- _Data to use_:
-------

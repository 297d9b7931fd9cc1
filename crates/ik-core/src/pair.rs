//! Key/value pairs as a single element type.

use serde::{Deserialize, Serialize};

use crate::seq::Seq;

/// A key and a value travelling together as one element.
#[derive(Debug, Clone, Copy, PartialEq, Eq, Hash, PartialOrd, Ord, Serialize, Deserialize)]
pub struct Pair<K, V> {
    pub key: K,
    pub value: V,
}

impl<K, V> Pair<K, V> {
    pub fn new(key: K, value: V) -> Self {
        Self { key, value }
    }

    pub fn into_tuple(self) -> (K, V) {
        (self.key, self.value)
    }
}

impl<K, V> From<(K, V)> for Pair<K, V> {
    fn from((key, value): (K, V)) -> Self {
        Self { key, value }
    }
}

/// Turns a sequence of `(K, V)` tuples into a sequence of [`Pair`]s.
#[derive(Clone)]
pub struct Paired<S> {
    seq: S,
}

impl<S> Paired<S> {
    pub(crate) fn new(seq: S) -> Self {
        Self { seq }
    }
}

impl<S, K, V> Seq for Paired<S>
where
    S: Seq<Item = (K, V)>,
{
    type Item = Pair<K, V>;

    fn drive<G>(self, mut sink: G)
    where
        G: FnMut(Pair<K, V>) -> bool,
    {
        self.seq.drive(move |kv| sink(Pair::from(kv)));
    }
}
mod finding;
mod method;
mod spec;

pub use finding::{Category, Finding};
pub use method::HttpMethod;
pub use spec::{
    Operation, PathItem, PropertyDescriptor, SchemaDefinition, SecurityRequirement, Specification,
};
//! Behavioural properties of the default rule engine.

use specaudit::analyzer::{
    CONSENT_EXPLANATION, GENERIC_EXPLANATION, INTERNAL_EXPLANATION, MISSING_SCHEMES_MESSAGE,
};
use specaudit::{
    Category, HttpMethod, Operation, RuleEngine, SchemaDefinition, SecurityRequirement,
    Specification,
};

fn secured() -> Specification {
    Specification::new("3.0.0").with_security_scheme("bearerAuth")
}

fn count(findings: &[specaudit::Finding], category: Category) -> usize {
    findings.iter().filter(|f| f.category == category).count()
}

#[test]
fn missing_schemes_suppresses_endpoint_findings() {
    let spec = Specification::new("3.0.0")
        .with_operation("/widgets", Operation::public(HttpMethod::Get))
        .with_operation("/internal/jobs", Operation::inherited(HttpMethod::Post));

    let findings = RuleEngine::new().run(&spec);

    assert_eq!(findings.len(), 1);
    assert_eq!(findings[0].category, Category::MissingSecuritySchemes);
    assert_eq!(findings[0].message, MISSING_SCHEMES_MESSAGE);
}

#[test]
fn sensitive_fields_still_reported_without_schemes() {
    let spec = Specification::new("3.0.0")
        .with_operation("/widgets", Operation::public(HttpMethod::Get))
        .with_schema(SchemaDefinition::new("User", ["email", "password_hash"]));

    let findings = RuleEngine::new().run(&spec);

    assert_eq!(count(&findings, Category::MissingSecuritySchemes), 1);
    assert_eq!(count(&findings, Category::UnauthenticatedEndpoint), 0);
    assert_eq!(count(&findings, Category::SensitiveField), 1);
    assert_eq!(findings[0].category, Category::MissingSecuritySchemes);
}

#[test]
fn allowlisted_paths_never_flagged() {
    let spec = secured()
        .with_operation("/health", Operation::public(HttpMethod::Get))
        .with_operation("/auth/login", Operation::public(HttpMethod::Post))
        .with_operation("/.well-known/jwks.json", Operation::inherited(HttpMethod::Get))
        .with_operation("/openapi.json", Operation::public(HttpMethod::Get))
        .with_operation("/customer-leads/{id}", Operation::public(HttpMethod::Put));

    assert!(RuleEngine::new().run(&spec).is_empty());
}

#[test]
fn generic_explanation_for_plain_endpoint() {
    let spec = secured().with_operation("/widgets", Operation::public(HttpMethod::Get));

    let findings = RuleEngine::new().run(&spec);

    assert_eq!(findings.len(), 1);
    assert_eq!(
        findings[0].message,
        "[API1] GET /widgets — Эндпоинт не защищён, хотя в API объявлена схема безопасности."
    );
    assert!(findings[0].message.ends_with(GENERIC_EXPLANATION));
}

#[test]
fn consent_explanation_outside_request_prefix() {
    let spec = secured()
        .with_operation("/account-consents/{id}", Operation::public(HttpMethod::Get))
        .with_operation("/payment-consents/{id}/status", Operation::public(HttpMethod::Get))
        .with_operation("/internal/audit", Operation::public(HttpMethod::Get));

    let messages: Vec<_> = RuleEngine::new()
        .run(&spec)
        .into_iter()
        .map(|f| f.message)
        .collect();

    assert_eq!(messages.len(), 3);
    assert_eq!(
        messages[0],
        format!("[API1] GET /account-consents/{{id}} — {}", CONSENT_EXPLANATION)
    );
    assert_eq!(
        messages[1],
        format!("[API1] GET /internal/audit — {}", INTERNAL_EXPLANATION)
    );
    assert!(messages[2].ends_with(CONSENT_EXPLANATION));
}

#[test]
fn global_security_protects_inheriting_operations() {
    let spec = secured()
        .with_global_security(vec![SecurityRequirement::new(["bearerAuth"])])
        .with_operation("/orders", Operation::inherited(HttpMethod::Get))
        .with_operation("/orders", Operation::public(HttpMethod::Post));

    let findings = RuleEngine::new().run(&spec);

    assert_eq!(findings.len(), 1);
    assert_eq!(findings[0].method, Some(HttpMethod::Post));
    assert_eq!(findings[0].path.as_deref(), Some("/orders"));
}

#[test]
fn one_finding_per_sensitive_property() {
    let spec = secured().with_schema(SchemaDefinition::new(
        "User",
        ["email", "password_hash", "refresh_token"],
    ));

    let fields: Vec<_> = RuleEngine::new()
        .run(&spec)
        .into_iter()
        .filter_map(|f| f.field_name)
        .collect();

    assert_eq!(fields, vec!["password_hash", "refresh_token"]);
}

#[test]
fn repeated_runs_are_identical() {
    let spec = secured()
        .with_operation("/b", Operation::public(HttpMethod::Delete))
        .with_operation("/a", Operation::public(HttpMethod::Get))
        .with_operation("/a", Operation::public(HttpMethod::Patch))
        .with_schema(SchemaDefinition::new("Token", ["value", "otp"]));

    let engine = RuleEngine::new();
    let first = engine.run(&spec);
    let second = engine.run(&spec);

    assert_eq!(first.len(), 4);
    assert_eq!(first, second);
}

#[test]
fn empty_secured_spec_has_no_findings() {
    assert!(RuleEngine::new().run(&secured()).is_empty());
}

-------

- _How to complete this task_: Please reproduce every record shown above, exactly as written.

- _Exercise answer_:
repository 297d9b7931fd9cc1
filename crates/ik-core/src/pair.rs
//! Key/value pairs as a single element type.

use serde::{Deserialize, Serialize};

use crate::seq::Seq;

/// A key and a value travelling together as one element.
#[derive(Debug, Clone, Copy, PartialEq, Eq, Hash, PartialOrd, Ord, Serialize, Deserialize)]
pub struct Pair<K, V> {
    pub key: K,
    pub value: V,
}

impl<K, V> Pair<K, V> {
    pub fn new(key: K, value: V) -> Self {
        Self { key, value }
    }

    pub fn into_tuple(self) -> (K, V) {
        (self.key, self.value)
    }
}

impl<K, V> From<(K, V)> for Pair<K, V> {
    fn from((key, value): (K, V)) -> Self {
        Self { key, value }
    }
}

/// Turns a sequence of `(K, V)` tuples into a sequence of [`Pair`]s.
#[derive(Clone)]
pub struct Paired<S> {
    seq: S,
}

impl<S> Paired<S> {
    pub(crate) fn new(seq: S) -> Self {
        Self { seq }
    }
}

impl<S, K, V> Seq for Paired<S>
where
    S: Seq<Item = (K, V)>,
{
    type Item = Pair<K, V>;

    fn drive<G>(self, mut sink: G)
    where
        G: FnMut(Pair<K, V>) -> bool,
    {
        self.seq.drive(move |kv| sink(Pair::from(kv)));
    }
}
mod finding;
mod method;
mod spec;

pub use finding::{Category, Finding};
pub use method::HttpMethod;
pub use spec::{
    Operation, PathItem, PropertyDescriptor, SchemaDefinition, SecurityRequirement, Specification,
};
//! Behavioural properties of the default rule engine.

use specaudit::analyzer::{
    CONSENT_EXPLANATION, GENERIC_EXPLANATION, INTERNAL_EXPLANATION, MISSING_SCHEMES_MESSAGE,
};
use specaudit::{
    Category, HttpMethod, Operation, RuleEngine, SchemaDefinition, SecurityRequirement,
    Specification,
};

fn secured() -> Specification {
    Specification::new("3.0.0").with_security_scheme("bearerAuth")
}

fn count(findings: &[specaudit::Finding], category: Category) -> usize {
    findings.iter().filter(|f| f.category == category).count()
}

#[test]
fn missing_schemes_suppresses_endpoint_findings() {
    let spec = Specification::new("3.0.0")
        .with_operation("/widgets", Operation::public(HttpMethod::Get))
        .with_operation("/internal/jobs", Operation::inherited(HttpMethod::Post));

    let findings = RuleEngine::new().run(&spec);

    assert_eq!(findings.len(), 1);
    assert_eq!(findings[0].category, Category::MissingSecuritySchemes);
    assert_eq!(findings[0].message, MISSING_SCHEMES_MESSAGE);
}

#[test]
fn sensitive_fields_still_reported_without_schemes() {
    let spec = Specification::new("3.0.0")
        .with_operation("/widgets", Operation::public(HttpMethod::Get))
        .with_schema(SchemaDefinition::new("User", ["email", "password_hash"]));

    let findings = RuleEngine::new().run(&spec);

    assert_eq!(count(&findings, Category::MissingSecuritySchemes), 1);
    assert_eq!(count(&findings, Category::UnauthenticatedEndpoint), 0);
    assert_eq!(count(&findings, Category::SensitiveField), 1);
    assert_eq!(findings[0].category, Category::MissingSecuritySchemes);
}

#[test]
fn allowlisted_paths_never_flagged() {
    let spec = secured()
        .with_operation("/health", Operation::public(HttpMethod::Get))
        .with_operation("/auth/login", Operation::public(HttpMethod::Post))
        .with_operation("/.well-known/jwks.json", Operation::inherited(HttpMethod::Get))
        .with_operation("/openapi.json", Operation::public(HttpMethod::Get))
        .with_operation("/customer-leads/{id}", Operation::public(HttpMethod::Put));

    assert!(RuleEngine::new().run(&spec).is_empty());
}

#[test]
fn generic_explanation_for_plain_endpoint() {
    let spec = secured().with_operation("/widgets", Operation::public(HttpMethod::Get));

    let findings = RuleEngine::new().run(&spec);

    assert_eq!(findings.len(), 1);
    assert_eq!(
        findings[0].message,
        "[API1] GET /widgets — Эндпоинт не защищён, хотя в API объявлена схема безопасности."
    );
    assert!(findings[0].message.ends_with(GENERIC_EXPLANATION));
}

#[test]
fn consent_explanation_outside_request_prefix() {
    let spec = secured()
        .with_operation("/account-consents/{id}", Operation::public(HttpMethod::Get))
        .with_operation("/payment-consents/{id}/status", Operation::public(HttpMethod::Get))
        .with_operation("/internal/audit", Operation::public(HttpMethod::Get));

    let messages: Vec<_> = RuleEngine::new()
        .run(&spec)
        .into_iter()
        .map(|f| f.message)
        .collect();

    assert_eq!(messages.len(), 3);
    assert_eq!(
        messages[0],
        format!("[API1] GET /account-consents/{{id}} — {}", CONSENT_EXPLANATION)
    );
    assert_eq!(
        messages[1],
        format!("[API1] GET /internal/audit — {}", INTERNAL_EXPLANATION)
    );
    assert!(messages[2].ends_with(CONSENT_EXPLANATION));
}

#[test]
fn global_security_protects_inheriting_operations() {
    let spec = secured()
        .with_global_security(vec![SecurityRequirement::new(["bearerAuth"])])
        .with_operation("/orders", Operation::inherited(HttpMethod::Get))
        .with_operation("/orders", Operation::public(HttpMethod::Post));

    let findings = RuleEngine::new().run(&spec);

    assert_eq!(findings.len(), 1);
    assert_eq!(findings[0].method, Some(HttpMethod::Post));
    assert_eq!(findings[0].path.as_deref(), Some("/orders"));
}

#[test]
fn one_finding_per_sensitive_property() {
    let spec = secured().with_schema(SchemaDefinition::new(
        "User",
        ["email", "password_hash", "refresh_token"],
    ));

    let fields: Vec<_> = RuleEngine::new()
        .run(&spec)
        .into_iter()
        .filter_map(|f| f.field_name)
        .collect();

    assert_eq!(fields, vec!["password_hash", "refresh_token"]);
}

#[test]
fn repeated_runs_are_identical() {
    let spec = secured()
        .with_operation("/b", Operation::public(HttpMethod::Delete))
        .with_operation("/a", Operation::public(HttpMethod::Get))
        .with_operation("/a", Operation::public(HttpMethod::Patch))
        .with_schema(SchemaDefinition::new("Token", ["value", "otp"]));

    let engine = RuleEngine::new();
    let first = engine.run(&spec);
    let second = engine.run(&spec);

    assert_eq!(first.len(), 4);
    assert_eq!(first, second);
}

#[test]
fn empty_secured_spec_has_no_findings() {
    assert!(RuleEngine::new().run(&secured()).is_empty());
}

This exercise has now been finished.